Calendar Data Sources


Many forecasts can be improved by including special dates as features in your time series data. Whether you are including common holidays in a sales foreacast, or sporting events for a traffic forecast, using an existing calendar can simplify your process while improving results.


Calendar Data Sources

You can specify the url of any iCal formatted calendar source as a join target in a View. If you have a Google calendar simply open the calendar settings and copy the iCal link. Make sure that the calendar is public before attempting to use it as a data source. Aside from Google calendars, any iCal file which can be accessed by url is a valid target.

Note the calendar data will be imported as needed. If you specify a calendar url and then remove the calendar, the view will fail to build.

In addition to iCal, the Nexosis API will import any documented named global dataset. See Data Sources for more information.

Specifying a Calendar by URL

In order to target an iCal calendar by url you will modify the join target to use the calendar object as in the example below:

{
  "dataSetName": "MyDataset",
  "joins": [
    {
      "calendar": {
        "url": "https://calendar.google.com/calendar/ical/en.usa%23holiday%40group.v.calendar.google.com/public/basic.ics"
      }
    }
  ]
}

In this very simple example we have sourced an existing DataSet with the name MyDataset as the primary data source and then inside the join we used the keyword calendar to specify a calendar as the join source. In this case we have an iCal URL, so we use the url property to provide the location of the iCal. The Nexosis API will take care of importing all of the events from the target calendar for the date range within the source dataset’s column with the role of ‘timestamp’.

In order to use a well-known global data source as a calendar simply replace url with name.

How a Calendar Is Joined

When the Nexosis API imports a calendar it will create the following additional columns in your view:

  • eventTimestamp: the date and time of the event start taken from the calendar’s list of events
  • eventName: the title of the event given in the calendar. Matching event names will be treated as a single column when determining date overlap (see below for more information).
  • calendarName: the name of the calendar joined to - useful if more than one calendar has been joined in the same View.
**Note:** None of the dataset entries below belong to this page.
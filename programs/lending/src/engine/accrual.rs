//! Interest accrual
//!
//! Totals are compounded once per second of elapsed time:
//! `total' = total × (1 + rate / SECONDS_PER_YEAR)^elapsed`.
//! The transform is pure: it takes a bank by reference and returns the
//! up-to-date copy, leaving the caller to decide whether to commit it.

use solana_program::program_error::ProgramError;

use crate::{
    constants::{BPS, SECONDS_PER_YEAR},
    math::Decimal,
    state::Bank,
};

/// Bring a bank's totals up to `now`
pub fn accrue(bank: &Bank, now: i64) -> Result<Bank, ProgramError> {
    let mut accrued = bank.clone();

    if now <= bank.last_update_timestamp {
        return Ok(accrued);
    }

    let elapsed = (now - bank.last_update_timestamp) as u64;

    accrued.total_deposits = compound(bank.total_deposits, bank.deposit_rate, elapsed)?;
    accrued.total_borrows = compound(bank.total_borrows, bank.borrow_rate, elapsed)?;

    // Borrower interest is owed to depositors, so the pool never ends up
    // lending more than it holds
    if accrued.total_borrows > accrued.total_deposits {
        accrued.total_deposits = accrued.total_borrows;
    }

    accrued.last_update_timestamp = now;

    Ok(accrued)
}

/// Growth factor of `rate_bps` (annual) over `elapsed` seconds
pub fn compound_factor(rate_bps: u64, elapsed: u64) -> Result<Decimal, ProgramError> {
    if rate_bps == 0 || elapsed == 0 {
        return Ok(Decimal::ONE);
    }

    let per_second = Decimal::from_fraction(
        rate_bps as u128,
        BPS as u128 * SECONDS_PER_YEAR as u128,
    )?;

    Decimal::ONE.checked_add(per_second)?.checked_pow(elapsed)
}

fn compound(total: u64, rate_bps: u64, elapsed: u64) -> Result<u64, ProgramError> {
    if total == 0 {
        return Ok(0);
    }
    compound_factor(rate_bps, elapsed)?.mul_u64_floor(total)
}

#[cfg(test)]
mod tests {
    use super::*;
    use crate::error::LendingError;
    use solana_program::pubkey::Pubkey;

    const DAY: i64 = 24 * 60 * 60;
    const YEAR: i64 = SECONDS_PER_YEAR as i64;

    fn bank_with(deposits: u64, borrows: u64, deposit_rate: u64, borrow_rate: u64) -> Bank {
        let mut bank = Bank::new(
            Pubkey::new_unique(),
            Pubkey::new_unique(),
            6,
            255,
            254,
            deposit_rate,
            borrow_rate,
            1_000,
        );
        bank.total_deposits = deposits;
        bank.total_deposit_shares = deposits;
        bank.total_borrows = borrows;
        bank.total_borrow_shares = borrows;
        bank
    }

    #[test]
    fn test_no_elapsed_time_is_noop() {
        let bank = bank_with(1_000_000, 500_000, 500, 1_000);
        assert_eq!(accrue(&bank, 1_000).unwrap(), bank);
        // A clock reading behind the bank is also a no-op
        assert_eq!(accrue(&bank, 999).unwrap(), bank);
    }

    #[test]
    fn test_one_year_at_ten_percent() {
        let bank = bank_with(1_000_000_000, 0, 1_000, 0);
        let accrued = accrue(&bank, 1_000 + YEAR).unwrap();

        // Per-second compounding of 10% lands just under e^0.1 = 1.10517
        assert!(accrued.total_deposits > 1_105_100_000);
        assert!(accrued.total_deposits < 1_105_200_000);
        assert_eq!(accrued.last_update_timestamp, 1_000 + YEAR);
    }

    #[test]
    fn test_totals_never_decrease() {
        let bank = bank_with(1_000_000, 400_000, 200, 800);
        let accrued = accrue(&bank, 1_000 + 30 * DAY).unwrap();
        assert!(accrued.total_deposits >= bank.total_deposits);
        assert!(accrued.total_borrows > bank.total_borrows);
        assert_eq!(accrued.total_deposit_shares, bank.total_deposit_shares);
        assert_eq!(accrued.total_borrow_shares, bank.total_borrow_shares);
    }

    #[test]
    fn test_borrows_never_outgrow_deposits() {
        // Fully utilised pool where borrowers pay far more than depositors earn
        let bank = bank_with(1_000_000, 1_000_000, 0, 5_000);
        let accrued = accrue(&bank, 1_000 + YEAR).unwrap();
        assert!(accrued.total_borrows > 1_000_000);
        assert_eq!(accrued.total_deposits, accrued.total_borrows);
    }

    #[test]
    fn test_split_accrual_matches_single_step() {
        let bank = bank_with(10_000_000_000, 5_000_000_000, 300, 600);

        let once = accrue(&bank, 1_000 + 10 * DAY).unwrap();
        let mut stepped = bank.clone();
        for day in 1..=10 {
            stepped = accrue(&stepped, 1_000 + day * DAY).unwrap();
        }

        // Each step floors at most one unit per side
        assert!(once.total_deposits.abs_diff(stepped.total_deposits) <= 10);
        assert!(once.total_borrows.abs_diff(stepped.total_borrows) <= 10);
    }

    #[test]
    fn test_zero_rate_is_identity() {
        let bank = bank_with(1_000, 500, 0, 0);
        let accrued = accrue(&bank, 1_000 + YEAR).unwrap();
        assert_eq!(accrued.total_deposits, 1_000);
        assert_eq!(accrued.total_borrows, 500);
        assert_eq!(accrued.last_update_timestamp, 1_000 + YEAR);
    }

    #[test]
    fn test_overflow_is_reported() {
        let bank = bank_with(u64::MAX, 0, 10_000, 0);
        assert_eq!(
            accrue(&bank, 1_000 + YEAR),
            Err(LendingError::ArithmeticOverflow.into())
        );
    }
}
The time stamp of each event is then overlapped with the timestamp column in the primary dataset dependent on the granularity of the join specified in the columnOptions object. The default granularity for all forecasts is ‘day’ and this is retained in calendar joins. If you specify nothing then each event which occurs on a day will be treated as having happened with the day of the source dataset’s daily observations.

For example consider the following imported calendar data:

eventTimestamp eventName calendarName
2014-02-14T00:00:00.0000000Z Valentines Day Sale Promotions
2014-04-20T14:00:00.0000000Z Start of Spring Break Promotions
2014-05-26T00:00:00.0000000Z Memorial Day Sale Promotions

Consider that while the Spring Break sale doesn’t kick off until after 2PM - if we are mapping it to a daily sales DataSet then we’re simply going to join to the entire day of the 20th. In the following example the events have been “one hot encoded” such that each event is a feature column which is either “happening” denoted by a 1 value or “not happening” denoted by a 0 value.
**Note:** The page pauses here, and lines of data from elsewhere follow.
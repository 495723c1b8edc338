//! Program Derived Address (PDA) derivation functions

use solana_program::{program_error::ProgramError, pubkey::Pubkey};

use crate::error::LendingError;

/// PDA seed constants
pub mod seeds {
    pub const BANK: &[u8] = b"bank";
    pub const TREASURY: &[u8] = b"treasury";
    pub const USER: &[u8] = b"user";
}

/// Bank PDA, one per mint
pub struct BankPDA;
impl BankPDA {
    pub fn derive(program_id: &Pubkey, mint: &Pubkey) -> (Pubkey, u8) {
        Pubkey::find_program_address(&[seeds::BANK, mint.as_ref()], program_id)
    }
}

/// Treasury token account PDA, one per mint, self-authority
pub struct TreasuryPDA;
impl TreasuryPDA {
    pub fn derive(program_id: &Pubkey, mint: &Pubkey) -> (Pubkey, u8) {
        Pubkey::find_program_address(&[seeds::TREASURY, mint.as_ref()], program_id)
    }
}

/// User position PDA, one per wallet
pub struct UserPDA;
impl UserPDA {
    pub fn derive(program_id: &Pubkey, owner: &Pubkey) -> (Pubkey, u8) {
        Pubkey::find_program_address(&[seeds::USER, owner.as_ref()], program_id)
    }
}

/// Check that `actual` is the PDA derived for `expected`
pub fn verify_pda(actual: &Pubkey, expected: &(Pubkey, u8)) -> Result<u8, ProgramError> {
    if *actual != expected.0 {
        return Err(LendingError::InvalidPda.into());
    }
    Ok(expected.1)
}

#[cfg(test)]
mod tests {
    use super::*;

    #[test]
    fn test_pdas_are_distinct_per_seed() {
        let program_id = Pubkey::new_unique();
        let mint = Pubkey::new_unique();

        let (bank, _) = BankPDA::derive(&program_id, &mint);
        let (treasury, _) = TreasuryPDA::derive(&program_id, &mint);
        let (user, _) = UserPDA::derive(&program_id, &mint);

        assert_ne!(bank, treasury);
        assert_ne!(bank, user);
        assert_ne!(treasury, user);
    }

    #[test]
    fn test_verify_pda() {
        let program_id = Pubkey::new_unique();
        let owner = Pubkey::new_unique();
        let derived = UserPDA::derive(&program_id, &owner);

        assert_eq!(verify_pda(&derived.0, &derived).unwrap(), derived.1);
        assert_eq!(
            verify_pda(&Pubkey::new_unique(), &derived),
            Err(LendingError::InvalidPda.into())
        );
    }
}
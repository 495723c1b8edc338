//! Program-wide constants and configuration defaults

use solana_program::{pubkey, pubkey::Pubkey};

/// Basis point denominator (10_000 = 100%)
pub const BPS: u64 = 10_000;

pub const SECONDS_PER_YEAR: u64 = 365 * 24 * 60 * 60;

/// Default liquidation threshold: collateral counts at 80% of its value
pub const DEFAULT_LIQUIDATION_THRESHOLD_BPS: u16 = 8_000;

/// Default liquidation bonus paid to liquidators (5%)
pub const DEFAULT_LIQUIDATION_BONUS_BPS: u16 = 500;

/// Default close factor: half of the debt per liquidation
pub const DEFAULT_CLOSE_FACTOR_BPS: u16 = 5_000;

/// Upper bound accepted for the liquidation bonus (50%)
pub const MAX_LIQUIDATION_BONUS_BPS: u16 = 5_000;

/// Upper bound for annual deposit and borrow rates (100%)
pub const MAX_RATE_BPS: u64 = 10_000;

/// Default maximum oracle price age in seconds
pub const DEFAULT_MAX_PRICE_AGE: u64 = 100;

/// Default maximum confidence interval as a fraction of price (2%)
pub const DEFAULT_MAX_CONFIDENCE_BPS: u16 = 200;

/// Pyth receiver program owning `PriceUpdateV2` accounts
pub const PYTH_RECEIVER_PROGRAM_ID: Pubkey = pubkey!("rec5EKMGg6MxZYaMdyBfgwp4d5rB9T1VQH5pJv5LtFJ");

/// Account discriminator of a `PriceUpdateV2` account
pub const PRICE_UPDATE_V2_DISCRIMINATOR: [u8; 8] = [34, 241, 35, 99, 157, 126, 244, 205];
timestamp sales Promotions.ValentinesDay Promotions.StartofSpringBreak Promotions.MemorialDaySale
2014-02-14T00:00:00.0000000Z 6585.25 1 0 0
several other days elided...
2014-04-20T00:00:00.0000000Z 8690.44 0 1 0
several other days elided...
2014-05-26T00:00:00.0000000Z 2358.75 0 0 1

If instead you had hourly sales data, then the valentine’s related sale could be properly mapped to the 2PM hour in that dataset…
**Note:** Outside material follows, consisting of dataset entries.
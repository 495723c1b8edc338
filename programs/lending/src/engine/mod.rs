pub mod accrual;
pub mod solvency;

pub use accrual::*;
pub use solvency::*;
pub mod bank;
pub mod user_position;

pub use bank::*;
pub use user_position::*;
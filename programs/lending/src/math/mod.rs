pub mod fixed_point;

pub use fixed_point::*;
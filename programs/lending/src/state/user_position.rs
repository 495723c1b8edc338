use borsh::{BorshDeserialize, BorshSerialize};
use solana_program::{program_error::ProgramError, pubkey::Pubkey};

use crate::error::LendingError;

/// Shares a user holds in one bank
#[derive(BorshSerialize, BorshDeserialize, Debug, Clone, Copy, Default, PartialEq, Eq)]
pub struct PositionSlot {
    pub mint: Pubkey,
    pub shares: u64,
}

impl PositionSlot {
    pub fn is_empty(&self) -> bool {
        self.shares == 0
    }

    /// Point an empty slot at `mint`, or check that an occupied slot already holds it
    pub fn bind(&mut self, mint: &Pubkey) -> Result<(), ProgramError> {
        if self.is_empty() {
            self.mint = *mint;
            return Ok(());
        }

        if self.mint != *mint {
            return Err(LendingError::PositionAssetMismatch.into());
        }

        Ok(())
    }

    pub fn holds(&self, mint: &Pubkey) -> bool {
        !self.is_empty() && self.mint == *mint
    }
}

/// Per-user ledger: one collateral asset and one borrowed asset
#[derive(BorshSerialize, BorshDeserialize, Debug, Clone, PartialEq, Eq)]
pub struct UserPosition {
    /// Account discriminator
    pub discriminator: [u8; 8],

    /// Is initialized
    pub is_initialized: bool,

    /// User PDA bump
    pub bump: u8,

    /// Wallet owning the position
    pub owner: Pubkey,

    /// Deposited asset and deposit shares
    pub collateral: PositionSlot,

    /// Borrowed asset and borrow shares
    pub debt: PositionSlot,

    /// Last time the position changed
    pub last_updated: i64,
}

impl UserPosition {
    pub const DISCRIMINATOR: [u8; 8] = [76, 78, 68, 95, 85, 83, 69, 82]; // "LND_USER"

    pub const LEN: usize = 8 + // discriminator
        1 + // is_initialized
        1 + // bump
        32 + // owner
        (32 + 8) + // collateral
        (32 + 8) + // debt
        8 + // last_updated
        32; // padding

    pub fn new(owner: Pubkey, collateral_mint: Pubkey, bump: u8, now: i64) -> Self {
        Self {
            discriminator: Self::DISCRIMINATOR,
            is_initialized: true,
            bump,
            owner,
            collateral: PositionSlot {
                mint: collateral_mint,
                shares: 0,
            },
            debt: PositionSlot::default(),
            last_updated: now,
        }
    }

    pub fn validate(&self) -> Result<(), ProgramError> {
        if self.discriminator != Self::DISCRIMINATOR {
            return Err(ProgramError::InvalidAccountData);
        }

        if !self.is_initialized {
            return Err(LendingError::NotInitialized.into());
        }

        Ok(())
    }

    pub fn has_debt(&self) -> bool {
        !self.debt.is_empty()
    }

    /// Fully closed positions hold no shares on either side
    pub fn is_closed(&self) -> bool {
        self.collateral.is_empty() && self.debt.is_empty()
    }
}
timestamp sales Promotions.ValentinesDay Promotions.StartofSpringBreak Promotions.MemorialDaySale
2014-02-14T13:00:00.0000000Z 685.75 0 0 0
2014-02-14T14:00:00.0000000Z 890.94 1 0 0
2014-02-14T15:00:00.0000000Z 258.85 1 0 0

In order to map a join at the hourly level, include a columnOption for the calendar against the eventTimestamp column:

{
  "dataSetName": "MyDataset",
  "joins": [
    {
      "calendar": {
        "url": "https://calendar.google.com/calendar/ical/en.usa%23holiday%40group.v.calendar.google.com/public/basic.ics"
      },
      "columnOptions": {
        "eventTimestamp" : {
          "joinInterval" : "hour"
        }
      }
    }
  ]
}

Timezones

Finally, if you have a specific time zone for the calendar then you can specify this within the calendar object definition. Use the TZ string value for the timezone value:

{
  "dataSetName": "MyDataset",
  "joins": [
    {
      "calendar": {
        "url": "https://calendar.google.com/calendar/ical/en.usa%23holiday%40group.v.calendar.google.com/public/basic.ics"
        "timezone": "America/Barbados"
      }
    }
  ]
}

When a timezone is provided then the event start time in the source calendar will first be mapped to that timezone before being overlayed with the target dataset timestamps. If the target dataset timestamp is in a different timezone then you may expect certain events to overlap more than one day when at a daily level of granularity.